A – L’hypothèse des SPA
Pour être administratif, l’acte unilatéral d’une personne privée gérant un SPA doit se
rattacher à la mission de service public de l’organisme (1) et traduire la mise en œuvre de
prérogatives de puissance publique (2). Ce principe bénéficie tant aux actes règlementaires qu’aux
actes individuels (3).
Ces deux conditions, qui présentent un caractère cumulatif, ont été, initialement, posées par
deux arrêts : CE, ass., 31/07/1942 , Monpeurt; CE, ass., 02/04/1943, Bouguen. Ceux-ci s’avéraient,
cependant, insuffisants en raison des incertitudes entourant la nature publique ou privée des
organismes en cause dans ces affaires et de l’absence de référence explicite à l’exigence de mise en
œuvre de prérogatives de puissance publique. Il faudra attendre l’arrêt Magnier (CE, sect.,
13/01/1961) pour que les règles applicables en la matière soient figées avec suffisamment de
certitudes.
1 – Un acte qui se rattache à la mission de SPA
En posant cette condition, l’arrêt Magnier confirme le rôle central et historique de la notion
de service public lorsqu’il s’agit de délimiter le champ d’application du droit administratif et de la
compétence du juge administratif (voir l’arrêt fondateur : TC, 08/02/1873, Blanco).

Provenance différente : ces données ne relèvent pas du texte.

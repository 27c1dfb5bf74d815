use anyhow::{Context as _, Result};
use serde_json::json;

use stagehand::application::release::APP_ROLE;
use stagehand::application::{AppServices, ServiceAction, ServiceSettings};
use stagehand::domain::ports::ShellConnector;
use stagehand::presentation::factory::create_connector;
use stagehand::presentation::{AppAction, HostFilter};

use super::Context;

/// Run a lifecycle action on the app hosts of a stage.
pub fn cmd_app(ctx: &Context, action: AppAction, stage: &str, host: Option<String>) -> Result<()> {
    let stage = ctx.stage(stage)?;
    let filter = HostFilter {
        role: Some(APP_ROLE.to_string()),
        host,
    };
    let targets = ctx.targets(&stage, &filter)?;
    let connector = create_connector(&ctx.config);
    let settings = ServiceSettings::from_config(&ctx.config);
    let action = ServiceAction::from(action);

    for target in &targets {
        let shell = connector.connect(&target.host);
        let output = AppServices::new(shell.as_ref(), &settings)
            .apply(action)
            .with_context(|| format!("{:?} on {}", action, target.host))?;

        if ctx.json {
            println!(
                "{}",
                json!({
                    "event": "app",
                    "host": target.host,
                    "action": format!("{:?}", action).to_lowercase(),
                    "output": output,
                })
            );
        } else if let Some(output) = output {
            println!("{}", target.host);
            print!("{}", output);
        } else {
            println!("{}: done", target.host);
        }
    }
    Ok(())
}
//! Log Event Sink
//!
//! Writes deploy events as `tracing` records for humans at a terminal.

use crate::domain::ports::{DeployEvent, DeployEventSink};

#[derive(Debug, Default)]
pub struct LogEventSink;

impl DeployEventSink for LogEventSink {
    fn on_event(&self, event: DeployEvent) {
        match event {
            DeployEvent::Started {
                stage,
                hosts,
                parallel,
            } => {
                tracing::info!(%stage, hosts = hosts.len(), parallel, "deploy started");
            }
            DeployEvent::StepStarted { host, step } => {
                tracing::info!(%host, %step, "step started");
            }
            DeployEvent::StepCompleted { host, step } => {
                tracing::debug!(%host, %step, "step completed");
            }
            DeployEvent::StepSkipped { host, step, reason } => {
                tracing::info!(%host, %step, %reason, "step skipped");
            }
            DeployEvent::ReleaseCreated { host, release } => {
                tracing::info!(%host, %release, "release created");
            }
            DeployEvent::PruneWarning {
                host,
                release,
                error,
            } => {
                tracing::warn!(%host, %release, %error, "could not remove old release");
            }
            DeployEvent::HostSucceeded { host, release } => {
                tracing::info!(%host, %release, "host deployed");
            }
            DeployEvent::HostFailed { host, step, error } => {
                tracing::error!(%host, %step, %error, "host failed");
            }
            DeployEvent::Completed { succeeded, failed } => {
                tracing::info!(succeeded, failed, "deploy finished");
            }
        }
    }
}
//! `hosts` command handlers

use anyhow::Result;
use serde_json::json;

use stagehand::presentation::factory::create_host_registry;
use stagehand::presentation::output::render_hosts;
use stagehand::presentation::HostsCommand;

use super::Context;

pub fn cmd_hosts(ctx: &Context, command: HostsCommand) -> Result<()> {
    match command {
        HostsCommand::List { stage, role } => cmd_list(ctx, stage.as_deref(), role.as_deref()),
        HostsCommand::Refresh { dry_run } => cmd_refresh(ctx, dry_run),
        HostsCommand::Diff => cmd_diff(ctx),
    }
}

fn cmd_list(ctx: &Context, stage: Option<&str>, role: Option<&str>) -> Result<()> {
    let registry = create_host_registry(&ctx.config);
    let records = registry.select(stage, role)?;
    print!("{}", render_hosts(&records, ctx.format()));
    Ok(())
}

fn cmd_refresh(ctx: &Context, dry_run: bool) -> Result<()> {
    let registry = create_host_registry(&ctx.config);
    let diff = registry.refresh_and_persist(dry_run)?;
    let path = ctx.config.hosts_file();

    if ctx.json {
        println!(
            "{}",
            json!({
                "event": "hosts_refreshed",
                "file": path.display().to_string(),
                "records": diff.refreshed.len(),
                "changed": !diff.is_unchanged(),
                "dry_run": dry_run,
            })
        );
        return Ok(());
    }

    if diff.is_unchanged() {
        println!("{} is up to date ({} records)", path.display(), diff.refreshed.len());
        return Ok(());
    }
    print!("{}", diff.unified);
    if dry_run {
        println!("Dry run: {} not written", path.display());
    } else {
        println!("Wrote {} records to {}", diff.refreshed.len(), path.display());
    }
    Ok(())
}

fn cmd_diff(ctx: &Context) -> Result<()> {
    let registry = create_host_registry(&ctx.config);
    let diff = registry.diff()?;

    if ctx.json {
        println!(
            "{}",
            json!({
                "event": "hosts_diff",
                "changed": !diff.is_unchanged(),
                "persisted": diff.persisted.len(),
                "provider": diff.refreshed.len(),
                "diff": diff.unified,
            })
        );
    } else if diff.is_unchanged() {
        println!("No changes");
    } else {
        print!("{}", diff.unified);
    }
    Ok(())
}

Contrairement à la jurisprudence sur les SPIC, le lien avec la mission de service public est ici
apprécié de manière assez large. En effet, ce critère est considéré comme satisfait aussi bien lorsque
l’acte touche à son organisation que lorsqu’il contribue à son exécution, ce qui est, là, une exigence
moindre. Il suffit, ainsi, plus généralement, que l’acte soit accompli dans l’exercice d’une mission de
service public.
Pour autant, la portée de cette jurisprudence n’est pas illimitée. En effet, toutes les décisions
afférentes au fonctionnement interne, telles que celles relatives aux rapports avec le personnel,
restent des décisions purement privées relevant de la compétence des juridictions judiciaires, le juge
considérant, ici, que le pouvoir de décision n’est pas mis en œuvre au titre de l’exécution du service
public, mais des rapports internes à l’institution.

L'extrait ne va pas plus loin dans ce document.